Draußen beobachtet

Veilchen-Duft macht Geschichte

Von Professor Dr. Wilfried Stichmann. Erschienen im Soester Anzeiger am 13.04.2019


MÖHNESEE – Wer findet das erste Veilchen im dichten Gebüsch? Jedes Jahr war das die Herausforderung zum Suchen nach den Frühlingsboten. In Siedlungsnähe kannte man die Standorte, nicht draußen im Wald. Zumindest das Wohlriechende Veilchen, das auch Duft-Veilchen genannt wird, ist ein alter Begleiter des Menschen und war früher eine gehegte Gartenpflanze.
Schon längst hat es sich in die Lebensgemeinschaft der Wildpflanzen integriert. Dass das Veilchen aus den Gärten entkommen konnte, hat es den Ameisen zu verdanken. Wegen eines schmackhaften Anhängsels – Elaiosomen genannt – trugen sie die Samenkörnchen davon, auch über die Gartengrenze hinweg.

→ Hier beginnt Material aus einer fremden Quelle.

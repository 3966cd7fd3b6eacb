//! Catalog records
//!
//! Products are immutable once loaded. The catalog itself lives in the
//! config crate; this module only defines the shapes.

use serde::{Deserialize, Serialize};
use std::fmt;

/// Product category
#[derive(Debug, Clone, Copy, PartialEq, Eq, Hash, Serialize, Deserialize)]
#[serde(rename_all = "lowercase")]
pub enum Category {
    Laptop,
    Smartphone,
    Headphones,
}

impl Category {
    /// All categories in keyword-table order
    pub const ALL: [Category; 3] = [Category::Laptop, Category::Smartphone, Category::Headphones];

    /// Lower-case identifier, as used in templates and JSON
    pub fn as_str(&self) -> &'static str {
        match self {
            Category::Laptop => "laptop",
            Category::Smartphone => "smartphone",
            Category::Headphones => "headphones",
        }
    }
}

impl fmt::Display for Category {
    fn fmt(&self, f: &mut fmt::Formatter<'_>) -> fmt::Result {
        f.write_str(self.as_str())
    }
}

/// A recommendable product
#[derive(Debug, Clone, PartialEq, Serialize, Deserialize)]
pub struct Product {
    /// Unique id
    pub id: u32,
    /// Category
    pub category: Category,
    /// Display name
    pub name: String,
    /// Price in whole currency units
    pub price: u32,
    /// Feature bullet points, in display order
    pub features: Vec<String>,
    /// Short descriptions of who the product suits
    #[serde(rename = "idealFor", alias = "ideal_for", alias = "idealfor")]
    pub ideal_for: Vec<String>,
    /// Average rating in [0, 5]
    pub rating: f32,
    /// Card image URL
    #[serde(default)]
    pub image: String,
}

impl Product {
    /// Check if any feature contains `needle` (case-insensitive)
    pub fn has_feature(&self, needle: &str) -> bool {
        let needle = needle.to_lowercase();
        self.features.iter().any(|f| f.to_lowercase().contains(&needle))
    }

    /// Check if any ideal-for entry contains `needle` (case-insensitive)
    pub fn suits(&self, needle: &str) -> bool {
        let needle = needle.to_lowercase();
        self.ideal_for.iter().any(|f| f.to_lowercase().contains(&needle))
    }
}

/// Price constraint collected during the budget stage
///
/// `min` is only set when the user gave a range. No ordering between
/// `min` and `max` is enforced.
#[derive(Debug, Clone, Copy, PartialEq, Eq, Serialize, Deserialize)]
pub struct Budget {
    #[serde(default, skip_serializing_if = "Option::is_none")]
    pub min: Option<u32>,
    pub max: u32,
}

impl Budget {
    /// Upper bound only
    pub fn up_to(max: u32) -> Self {
        Self { min: None, max }
    }

    /// Inclusive range
    pub fn range(min: u32, max: u32) -> Self {
        Self { min: Some(min), max }
    }

    /// Check whether `price` satisfies this budget
    ///
    /// A zero lower bound means no lower bound; a zero upper bound admits
    /// everything.
    pub fn admits(&self, price: u32) -> bool {
        match self.min {
            Some(min) if min > 0 && self.max > 0 => price >= min && price <= self.max,
            _ if self.max > 0 => price <= self.max,
            _ => true,
        }
    }
}

impl fmt::Display for Budget {
    fn fmt(&self, f: &mut fmt::Formatter<'_>) -> fmt::Result {
        match self.min {
            Some(min) if min > 0 => write!(f, "${} to ${}", min, self.max),
            _ => write!(f, "up to ${}", self.max),
        }
    }
}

Sie „blühen wie Veilchen im Verborgenen“ sagt man von bescheidenen Leuten. Seit dem Altertum ist das Veilchen ein Symbol der Unschuld. Veilchenkränze sollen vor Rausch und Kopfschmerzen schützen. Ob das aber hilft, wenn der Trinker „veilchenblau“ ist, bleibe besser einmal dahingestellt.

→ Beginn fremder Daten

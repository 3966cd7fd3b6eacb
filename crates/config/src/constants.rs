//! Centralized constants for the product advisor
//!
//! Single source of truth for default values used across crates.

/// Service endpoints
pub mod endpoints {
    /// OpenAI-compatible API endpoint
    pub const OPENAI_DEFAULT: &str = "https://api.openai.com/v1";

    /// Default bind host
    pub const SERVER_HOST: &str = "0.0.0.0";

    /// Default HTTP port
    pub const SERVER_PORT: u16 = 8080;
}

/// Language model defaults
pub mod llm {
    pub const DEFAULT_MODEL: &str = "gpt-4o-mini";

    pub const DEFAULT_TEMPERATURE: f32 = 0.7;

    pub const DEFAULT_MAX_TOKENS: u32 = 500;

    /// Environment variable consulted when no key is configured
    pub const API_KEY_ENV: &str = "OPENAI_API_KEY";
}

/// Dialogue timing and limits
pub mod dialogue {
    /// Artificial "thinking" pause before a local reply
    pub const THINKING_DELAY_MS: u64 = 1000;

    /// Gap between scripted demo turns
    pub const DEMO_TURN_GAP_MS: u64 = 3000;

    /// Maximum product cards per recommendation
    pub const MAX_RECOMMENDATIONS: usize = 3;

    /// Utterances longer than this advance the preferences stage even
    /// when no preference keyword matched
    pub const GENERAL_PREFERENCE_MIN_CHARS: usize = 10;

    /// Tag recorded when the preference fallback fires
    pub const GENERAL_PREFERENCE: &str = "general";
}

/// Settings file locations
pub mod files {
    /// Default settings file stem, resolved with any supported extension
    pub const DEFAULT_SETTINGS: &str = "config/advisor";

    /// Environment variable prefix
    pub const ENV_PREFIX: &str = "ADVISOR";

    /// Nested key separator for environment variables
    pub const ENV_SEPARATOR: &str = "__";
}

Ansonsten aber dreht sich bei unserem Veilchen alles um den Duft. Der deutsche Name „Veilchen“ ist eine Verkleinerungsform, die letztlich auf das lateinische „Viola“ zurückgeht, wie die Römer verschiedene Duftpflanzen bezeichneten. Dem Artnamen „Wohlriechendes“ oder „Duftveilchen“ entspricht in der wissenschaftlichen Terminologie die „Viola odorata“. Doch Veilchenduft – etwa wie den natürlichen Rosenduft – für Parfüms zu verwenden soll nicht möglich oder zu kostenträchtig sein.

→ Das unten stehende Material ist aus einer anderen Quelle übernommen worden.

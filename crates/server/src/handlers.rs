//! HTTP handlers
//!
//! GET  /health                         - liveness probe
//! GET  /metrics                        - Prometheus text
//! POST /api/sessions                   - start a conversation
//! GET  /api/sessions/:id               - transcript and state
//! DELETE /api/sessions/:id             - end a conversation
//! POST /api/sessions/:id/messages      - process one user message
//! POST /api/sessions/:id/reset         - start over in the same session
//! POST /api/sessions/:id/demo/:flow    - replay a demo script in the background

use axum::{
    extract::{Path, State},
    http::StatusCode,
    response::IntoResponse,
    Json,
};
use serde::{Deserialize, Serialize};
use serde_json::json;

use advisor_agent::{run_demo, DemoFlow, ProductAdvisor, TurnOutcome};
use advisor_core::{ConversationState, Message, Stage};

use crate::error::{ServerError, ServerResult};
use crate::state::{AppState, SessionMode};

/// Body of POST /api/sessions
#[derive(Debug, Default, Deserialize)]
pub struct CreateSessionRequest {
    #[serde(default)]
    pub mode: SessionMode,
}

/// Body of POST /api/sessions/:id/messages
#[derive(Debug, Deserialize)]
pub struct MessageRequest {
    pub content: String,
}

/// Session snapshot
#[derive(Debug, Serialize)]
pub struct SessionView {
    pub session_id: String,
    pub mode: &'static str,
    pub stage: Stage,
    pub state: ConversationState,
    pub messages: Vec<Message>,
}

impl SessionView {
    fn of(advisor: &ProductAdvisor) -> Self {
        Self {
            session_id: advisor.session_id().to_string(),
            mode: advisor.mode().label(),
            stage: advisor.stage(),
            state: advisor.state().clone(),
            messages: advisor.transcript().messages().to_vec(),
        }
    }
}

pub async fn health() -> impl IntoResponse {
    (StatusCode::OK, Json(json!({ "status": "ok" })))
}

pub async fn render_metrics(State(state): State<AppState>) -> impl IntoResponse {
    match &state.metrics {
        Some(handle) => (StatusCode::OK, handle.render()),
        None => (StatusCode::NOT_FOUND, "metrics exporter not installed".to_string()),
    }
}

pub async fn create_session(
    State(state): State<AppState>,
    Json(request): Json<CreateSessionRequest>,
) -> impl IntoResponse {
    let (_, handle) = state.create_session(request.mode);
    let view = SessionView::of(&*handle.lock().await);
    (StatusCode::CREATED, Json(view))
}

pub async fn get_session(
    State(state): State<AppState>,
    Path(id): Path<String>,
) -> ServerResult<Json<SessionView>> {
    let handle = state.session(&id)?;
    let advisor = handle.lock().await;
    Ok(Json(SessionView::of(&advisor)))
}

pub async fn delete_session(
    State(state): State<AppState>,
    Path(id): Path<String>,
) -> ServerResult<StatusCode> {
    state.remove_session(&id)?;
    Ok(StatusCode::NO_CONTENT)
}

pub async fn post_message(
    State(state): State<AppState>,
    Path(id): Path<String>,
    Json(request): Json<MessageRequest>,
) -> ServerResult<Json<TurnOutcome>> {
    let handle = state.session(&id)?;
    let mut advisor = handle.lock().await;
    let turn = advisor.process(&request.content).await?;
    Ok(Json(turn))
}

pub async fn reset_session(
    State(state): State<AppState>,
    Path(id): Path<String>,
) -> ServerResult<Json<SessionView>> {
    let handle = state.session(&id)?;
    let mut advisor = handle.lock().await;
    advisor.restart();
    Ok(Json(SessionView::of(&advisor)))
}

pub async fn start_demo(
    State(state): State<AppState>,
    Path((id, flow)): Path<(String, String)>,
) -> ServerResult<impl IntoResponse> {
    let demo = DemoFlow::parse(&flow)
        .ok_or_else(|| ServerError::InvalidRequest(format!("unknown demo flow '{}'", flow)))?;
    let handle = state.session(&id)?;
    let gap = state.demo_turn_gap();

    tokio::spawn(async move {
        if let Err(e) = run_demo(handle, demo, gap).await {
            tracing::warn!(flow = %demo, error = %e, "Demo run failed");
        }
    });

    Ok((
        StatusCode::ACCEPTED,
        Json(json!({
            "session_id": id,
            "flow": demo,
            "status": "started",
        })),
    ))
}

In der Volksmedizin wird das Kraut der Veilchen als schleimlösend empfohlen. „Veilchenwurzel“ ist allerdings die deutsche Drogenbezeichnung nicht für Veilchen, sondern für den Wurzelstock der Schwertlilie (Iris). Für Sirup und Getränke wurden wiederum Duftveilchen verwandt.
Das Wohlriechende Veilchen verbreitet sich nicht nur durch Samen, sondern vor allem durch ober- und unterirdische Ausläufer. Das gilt auch für die anderen vier in Westfalen einheimischen, aber nicht duftenden Viola-Arten. die bekannten Alpenveilchen und Usambaraveilchen haben verwandtschaftlich nichts mit unseren Veilchen der Gattung Viola zu tun; sie schmücken sich nur mit dem Namen.